Der Druide stand da, wie jeden Tag seit fünftausend Jahren und wartete. Seit sie ihm den Auftrag gegeben hatten, hatte er seinen Posten noch nie verlassen. Zuerst hatte er sich eine Hütte in der Nähe gebaut, viel später, als die ersten Touristen gekommen waren, hatte er den Fremdenführer gespielt und jetzt war er schon seit vielen Jahren hier als Wärter angestellt. Er hatte von Zeit zu Zeit gekündigt und sich eine neue Verkleidung zugelegt, damit ihm die Menschen, für die er arbeitete, nicht auf die Schliche kamen. Er hatte gesehen, wie in diesen modernen Zeiten mit Leuten umgegangen wurde, die anders waren als ihre Mitbürger. Und er war anders. In einem gewissen Sinne war er unsterblich, zumindest so lange, bis die Königlichen zurückkehren würden. Sie würden den Göttern den Weg ebnen, das hatten sie schon einmal getan.
„Der König und die Königin werden wiederkehren“, hatten die Götter ihn wissen lassen. „Du musst auf sie warten und ihnen sagen, was sie zu tun haben. Dann werden auch wir wiederkommen.“
„Woran werde ich sie erkennen?“, hatte er gefragt.

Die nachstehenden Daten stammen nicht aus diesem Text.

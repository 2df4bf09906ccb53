use crate::catalog::{CatalogAction, CatalogOrderStore};
use crate::error::Result;
use crate::ids::{next_id, now_timestamp};
use crate::models::{CreateOrder, EntityRef, MenuItem, Order, OrderItem, OrderStatus};
use crate::reducer::contains_id;

/// Sum of current menu price times quantity. Items whose menu entry no
/// longer exists contribute nothing.
pub fn order_total(items: &[OrderItem], menu: &[MenuItem]) -> f64 {
    items
        .iter()
        .map(|item| {
            menu_price(menu, &item.menu_item_id)
                .map(|price| price * f64::from(item.quantity))
                .unwrap_or(0.0)
        })
        .sum()
}

fn menu_price(menu: &[MenuItem], menu_item_id: &EntityRef) -> Option<f64> {
    let id = menu_item_id.as_id()?;
    menu.iter().find(|m| m.id == id).map(|m| m.price)
}

impl CreateOrder {
    /// Adds one of `item`, bumping the quantity if it is already on the order.
    pub fn add_menu_item(&mut self, item: &MenuItem, menu: &[MenuItem]) {
        match self
            .items
            .iter_mut()
            .find(|existing| existing.menu_item_id.refers_to(item.id))
        {
            Some(existing) => existing.quantity += 1,
            None => self.items.push(OrderItem {
                menu_item_id: EntityRef::Text(item.id.to_string()),
                quantity: 1,
                price: item.price,
            }),
        }
        self.recalculate_total(menu);
    }

    pub fn set_item_quantity(&mut self, index: usize, quantity: u32, menu: &[MenuItem]) {
        if let Some(item) = self.items.get_mut(index) {
            item.quantity = quantity.max(1);
            self.recalculate_total(menu);
        }
    }

    pub fn remove_item(&mut self, index: usize, menu: &[MenuItem]) {
        if index < self.items.len() {
            self.items.remove(index);
            self.recalculate_total(menu);
        }
    }

    pub fn recalculate_total(&mut self, menu: &[MenuItem]) {
        self.total_amount = order_total(&self.items, menu);
    }
}

impl From<&Order> for CreateOrder {
    fn from(order: &Order) -> Self {
        CreateOrder {
            customer_name: order.customer_name.clone(),
            customer_phone: order.customer_phone.clone(),
            items: order.items.clone(),
            total_amount: order.total_amount,
            notes: order.notes.clone(),
        }
    }
}

impl Order {
    /// The order with its editable fields taken from `draft`. Id, status and
    /// creation time are kept.
    pub fn with_draft(&self, draft: CreateOrder) -> Order {
        Order {
            customer_name: draft.customer_name,
            customer_phone: draft.customer_phone,
            items: draft.items,
            total_amount: draft.total_amount,
            notes: draft.notes,
            ..self.clone()
        }
    }
}

impl CatalogOrderStore {
    pub fn add_order(&mut self, order: CreateOrder) -> Result<Order> {
        let order = Order {
            id: next_id(),
            customer_name: order.customer_name,
            customer_phone: order.customer_phone,
            items: order.items,
            total_amount: order.total_amount,
            notes: order.notes,
            status: OrderStatus::Pending,
            created_at: now_timestamp(),
        };

        let order = order.normalized();
        self.dispatch(CatalogAction::AddOrder(order.clone()))?;
        tracing::info!(order_id = order.id, total = order.total_amount, "Order created");

        Ok(order)
    }

    /// Replaces the order with the same id. Unknown ids are ignored.
    pub fn update_order(&mut self, order: Order) -> Result<()> {
        if !contains_id(self.orders(), order.id) {
            tracing::debug!(order_id = order.id, "Update for unknown order ignored");
        }
        self.dispatch(CatalogAction::UpdateOrder(order))
    }

    pub fn delete_order(&mut self, id: i64) -> Result<()> {
        if !contains_id(self.orders(), id) {
            tracing::debug!(order_id = id, "Delete for unknown order ignored");
        }
        self.dispatch(CatalogAction::DeleteOrder(id))
    }

    pub fn find_order(&self, id: i64) -> Option<&Order> {
        self.orders().iter().find(|o| o.id == id)
    }

    /// Sets any status from any other; there is no transition table.
    pub fn set_order_status(&mut self, id: i64, status: OrderStatus) -> Result<()> {
        match self.find_order(id).cloned() {
            Some(order) => self.update_order(Order { status, ..order }),
            None => Ok(()),
        }
    }

    pub fn order_total(&self, items: &[OrderItem]) -> f64 {
        order_total(items, self.menu_items())
    }

    /// Orders whose customer name (case-insensitive), phone or id contains
    /// `search`, optionally limited to one status.
    pub fn filter_orders(&self, search: &str, status: Option<OrderStatus>) -> Vec<&Order> {
        let needle = search.to_lowercase();
        self.orders()
            .iter()
            .filter(|order| {
                let matches_search = order
                    .customer_name
                    .as_deref()
                    .is_some_and(|name| name.to_lowercase().contains(&needle))
                    || order
                        .customer_phone
                        .as_deref()
                        .is_some_and(|phone| phone.contains(search))
                    || order.id.to_string().contains(search);
                let matches_status = status.map_or(true, |s| order.status == s);
                matches_search && matches_status
            })
            .collect()
    }
}
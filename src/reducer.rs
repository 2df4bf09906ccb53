//! Shape shared by both stores: a pure `(state, action) -> state` function
//! plus the whole-record helpers every entity collection uses.

use crate::models::{Bill, Employee, MenuItem, Order, SalaryPayment};
use serde::de::{self, DeserializeOwned};
use serde::{Deserialize, Serialize};
use std::fmt::Debug;

pub trait Reducer {
    type State: Serialize + Clone + PartialEq + Debug;
    /// Partial state read back from storage. Absent keys keep their current value.
    type Patch: DeserializeOwned;
    type Action: Debug;

    /// Produces the next state. Never mutates `state`; unrecognized actions
    /// return an equal copy.
    fn reduce(state: &Self::State, action: &Self::Action) -> Self::State;

    /// The bulk-load action that merges a restored patch into the state.
    fn load_action(patch: Self::Patch) -> Self::Action;
}

/// An action as it arrives on the wire: `{"type": ..., "payload": ...}`.
///
/// Decoding goes through this first so that an unknown `type` can be
/// dropped whatever its payload looks like.
#[derive(Deserialize)]
pub(crate) struct RawAction {
    #[serde(rename = "type")]
    pub kind: String,
    #[serde(default)]
    pub payload: serde_json::Value,
}

impl RawAction {
    pub fn payload<T: DeserializeOwned, E: de::Error>(self) -> Result<T, E> {
        serde_json::from_value(self.payload)
            .map_err(|e| E::custom(format!("invalid payload for {}: {}", self.kind, e)))
    }
}

/// Records addressed by a numeric identifier.
pub trait Identified {
    fn id(&self) -> i64;
}

macro_rules! impl_identified {
    ($($ty:ty),* $(,)?) => {
        $(impl Identified for $ty {
            fn id(&self) -> i64 {
                self.id
            }
        })*
    };
}

impl_identified!(MenuItem, Order, Bill, Employee, SalaryPayment);

pub fn appended<T: Clone>(records: &[T], record: &T) -> Vec<T> {
    let mut next = records.to_vec();
    next.push(record.clone());
    next
}

/// Swaps in `record` wherever the id matches; other records are copied as-is.
pub fn replaced<T: Identified + Clone>(records: &[T], record: &T) -> Vec<T> {
    records
        .iter()
        .map(|existing| {
            if existing.id() == record.id() {
                record.clone()
            } else {
                existing.clone()
            }
        })
        .collect()
}

pub fn without<T: Identified + Clone>(records: &[T], id: i64) -> Vec<T> {
    records.iter().filter(|r| r.id() != id).cloned().collect()
}

pub fn contains_id<T: Identified>(records: &[T], id: i64) -> bool {
    records.iter().any(|r| r.id() == id)
}

#[cfg(test)]
mod tests {
    use super::*;
    use crate::models::EmployeeStatus;

    fn employee(id: i64, name: &str) -> Employee {
        Employee {
            id,
            name: name.to_string(),
            position: "Cook".to_string(),
            email: String::new(),
            phone: String::new(),
            salary: 1000.0,
            hire_date: "2024-01-01".to_string(),
            status: EmployeeStatus::Active,
        }
    }

    #[test]
    fn replaced_swaps_only_matching_record() {
        let records = vec![employee(1, "A"), employee(2, "B")];
        let next = replaced(&records, &employee(2, "Bee"));

        assert_eq!(next[0], records[0]);
        assert_eq!(next[1].name, "Bee");
        assert_eq!(records[1].name, "B");
    }

    #[test]
    fn without_is_a_noop_for_missing_id() {
        let records = vec![employee(1, "A")];
        assert_eq!(without(&records, 9), records);
        assert!(without(&records, 1).is_empty());
        assert!(contains_id(&records, 1));
        assert!(!contains_id(&records, 9));
    }
}
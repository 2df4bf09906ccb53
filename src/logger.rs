//! Tracing setup: stderr always, plus daily rolling files when a log directory is given.

use crate::error::{Result, StoreError};
use std::path::Path;
use tracing_appender::non_blocking::WorkerGuard;
use tracing_appender::rolling;
use tracing_subscriber::fmt::time::FormatTime;
use tracing_subscriber::{fmt, prelude::*, EnvFilter};

struct LocalTimer;

impl FormatTime for LocalTimer {
    fn format_time(&self, w: &mut fmt::format::Writer<'_>) -> std::fmt::Result {
        write!(w, "{}", chrono::Local::now().format("%Y-%m-%d %H:%M:%S%.3f"))
    }
}

/// Installs the global subscriber. `RUST_LOG` overrides `level` when set.
///
/// Keep the returned guard alive for as long as file logging should flush.
pub fn init_logging(level: &str, log_dir: Option<&Path>) -> Result<Option<WorkerGuard>> {
    let env_filter = EnvFilter::try_from_default_env().unwrap_or_else(|_| EnvFilter::new(level));

    let stderr_layer = fmt::layer()
        .with_timer(LocalTimer)
        .with_target(true)
        .with_level(true)
        .with_writer(std::io::stderr);

    let (file_layer, guard) = match log_dir {
        Some(dir) => {
            std::fs::create_dir_all(dir)?;
            let appender = rolling::daily(dir, "freshmade-pos.log");
            let (non_blocking, guard) = tracing_appender::non_blocking(appender);
            let layer = fmt::layer()
                .with_timer(LocalTimer)
                .with_ansi(false)
                .with_target(true)
                .with_file(true)
                .with_line_number(true)
                .with_writer(non_blocking);
            (Some(layer), Some(guard))
        }
        None => (None, None),
    };

    tracing_subscriber::registry()
        .with(env_filter)
        .with(stderr_layer)
        .with(file_layer)
        .try_init()
        .map_err(|e| StoreError::Config(format!("Failed to initialize logging: {}", e)))?;

    if let Some(dir) = log_dir {
        tracing::info!(path = %dir.display(), "File logging enabled");
    }

    Ok(guard)
}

„Sie werden dich erkennen“, hatten die Götter geantwortet.
Dann waren sie in ihr Himmelsschiff gestiegen und gestartet, genau von hier. Seitdem hatte er gewartet. Es waren Könige gekommen, oh ja. Könige von England, eine ganze Menge. Aber es waren nicht der König und die Königin gewesen, die er erwartete. Sie hatten ihn nicht erkannt. Auch nicht die junge Frau, die jetzt auf dem Thron saß.
In all der Zeit hatte er ein paarmal die Hoffnung verloren, war nahe daran gewesen, aufzugeben, aber er hatte durchgehalten. Er wollte die Rückkehr der Götter erleben und nur der König und die Königin konnten diese Rückkehr einleiten.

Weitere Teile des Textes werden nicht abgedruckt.